USA Patriot Act Verification Information: Information or documentation, including but not limited to the legal name, address, and employer identification number of the Borrower sufficient for the Bank to verify the identity of the Borrower in accordance with the USA Patriot Act. Borrower shall notify Bank promptly of any change in such information.
Other Information: Such other information as the Bank may from time to time reasonably request.
3.09. Deposit Accounts. Maintain substantially all of its demand deposit/operating accounts with the Bank. Bank will make available to Borrower an interest bearing deposit account which will earn 1.25% interest per annum for a period of 12 months from the date hereof. Deposits into this account earning the 1.25% per annum interest rate will be capped at $100,000,000.
3.10. Appraisal(s). If required by Bank, furnish, not more than one time per twelve (12) fiscal month period, at Borrower’s expense an independent appraisal or update by an appraiser satisfactory to Bank of the market value of any personal property collateral securing the Loan(s); provided, that if an Event of Default exists, Bank shall have the right to conduct such additional appraisals as it shall require.

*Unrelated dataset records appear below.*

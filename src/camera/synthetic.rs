use super::device::{MediaDevice, VideoStream};
use crate::error::DeviceError;
use crate::frame::{FrameData, FrameFormat};
use async_trait::async_trait;
use serde::{Deserialize, Serialize};
use std::sync::atomic::{AtomicU64, AtomicUsize, Ordering};
use std::sync::Arc;
use std::time::SystemTime;
use tokio::sync::Semaphore;
use tracing::{debug, trace};

/// How the synthetic platform answers a stream request
#[derive(Debug, Clone, Copy, PartialEq, Eq, Serialize, Deserialize)]
#[serde(rename_all = "lowercase")]
pub enum CameraBehavior {
    Grant,
    Deny,
    Unsupported,
    Unavailable,
}

/// Software camera producing a test pattern.
///
/// Used by the driver binary in place of a platform camera and by tests,
/// which can hold requests open with [`SyntheticCamera::gated`] and count the
/// streams that were handed out but not yet stopped.
pub struct SyntheticCamera {
    behavior: CameraBehavior,
    resolution: (u32, u32),
    produces_frames: bool,
    gate: Option<Arc<Semaphore>>,
    requests: AtomicUsize,
    live_streams: Arc<AtomicUsize>,
}

impl SyntheticCamera {
    pub fn new(behavior: CameraBehavior, resolution: (u32, u32)) -> Self {
        Self {
            behavior,
            resolution,
            produces_frames: true,
            gate: None,
            requests: AtomicUsize::new(0),
            live_streams: Arc::new(AtomicUsize::new(0)),
        }
    }

    /// Hold every request until [`SyntheticCamera::answer_requests`] is called
    pub fn gated(mut self) -> Self {
        self.gate = Some(Arc::new(Semaphore::new(0)));
        self
    }

    /// Streams never produce a frame, like a camera still warming up
    pub fn without_frames(mut self) -> Self {
        self.produces_frames = false;
        self
    }

    /// Let `count` held requests resolve
    pub fn answer_requests(&self, count: usize) {
        if let Some(gate) = &self.gate {
            gate.add_permits(count);
        }
    }

    /// Number of stream requests that reached the platform
    pub fn request_count(&self) -> usize {
        self.requests.load(Ordering::SeqCst)
    }

    /// Streams handed out and not yet stopped
    pub fn live_streams(&self) -> usize {
        self.live_streams.load(Ordering::SeqCst)
    }
}

#[async_trait]
impl MediaDevice for SyntheticCamera {
    fn is_supported(&self) -> bool {
        self.behavior != CameraBehavior::Unsupported
    }

    async fn request_video_stream(&self) -> Result<Box<dyn VideoStream>, DeviceError> {
        let request = self.requests.fetch_add(1, Ordering::SeqCst) + 1;
        debug!("Synthetic camera request {} ({:?})", request, self.behavior);

        if let Some(gate) = &self.gate {
            gate.acquire()
                .await
                .map_err(|_| DeviceError::Unavailable)?
                .forget();
        }

        match self.behavior {
            CameraBehavior::Grant => {
                self.live_streams.fetch_add(1, Ordering::SeqCst);
                Ok(Box::new(SyntheticStream {
                    resolution: self.resolution,
                    produces_frames: self.produces_frames,
                    frame_counter: AtomicU64::new(0),
                    live: true,
                    live_streams: Arc::clone(&self.live_streams),
                }))
            }
            CameraBehavior::Deny => Err(DeviceError::PermissionDenied),
            CameraBehavior::Unsupported => Err(DeviceError::NotSupported),
            CameraBehavior::Unavailable => Err(DeviceError::Unavailable),
        }
    }
}

struct SyntheticStream {
    resolution: (u32, u32),
    produces_frames: bool,
    frame_counter: AtomicU64,
    live: bool,
    live_streams: Arc<AtomicUsize>,
}

impl VideoStream for SyntheticStream {
    fn latest_frame(&self) -> Option<FrameData> {
        if !self.live || !self.produces_frames {
            return None;
        }

        let frame_id = self.frame_counter.fetch_add(1, Ordering::Relaxed);
        let (width, height) = self.resolution;
        let mut data = Vec::with_capacity((width * height * 3) as usize);

        // Gradient test pattern shifted by frame id
        for y in 0..height {
            for x in 0..width {
                let r = ((x * 255) / width.max(1)) as u8;
                let g = ((y * 255) / height.max(1)) as u8;
                let b = (frame_id % 256) as u8;
                data.extend_from_slice(&[r, g, b]);
            }
        }

        trace!("Generated synthetic frame {} ({}x{})", frame_id, width, height);
        Some(FrameData::new(
            frame_id,
            SystemTime::now(),
            data,
            width,
            height,
            FrameFormat::Rgb24,
        ))
    }

    fn stop(&mut self) {
        if self.live {
            self.live = false;
            self.live_streams.fetch_sub(1, Ordering::SeqCst);
            debug!("Synthetic stream stopped");
        }
    }

    fn is_live(&self) -> bool {
        self.live
    }
}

3.11. Affirmative Covenants from other Loan Documents. All affirmative covenants contained in any other Loan Documents are hereby incorporated by reference herein.
3.12. Management. Maintain a principal executive officer, president, principal financial officer, principal accounting officer, principal operating officer, or any person performing similar functions with substantially the same qualifications and experience as the current principal executive officer, president, principal financial officer, principal accounting officer, principal operating officer, or any person performing similar functions and promptly provide written notice to Bank of any change in such principal executive officer, president, principal financial officer, principal accounting officer, principal operating officer, or any person performing similar functions; provided, that if Borrower’s principal executive officer, president, principal financial officer, principal accounting officer, principal operating officer, or any person performing similar functions shall cease to hold such office for any reason, such cessation shall not constitute a failure to maintain such office if Borrower shall replace such officer (in a temporary or permanent capacity) within one hundred twenty (120) days thereafter by a person selected by Borrower but reasonably acceptable to Bank.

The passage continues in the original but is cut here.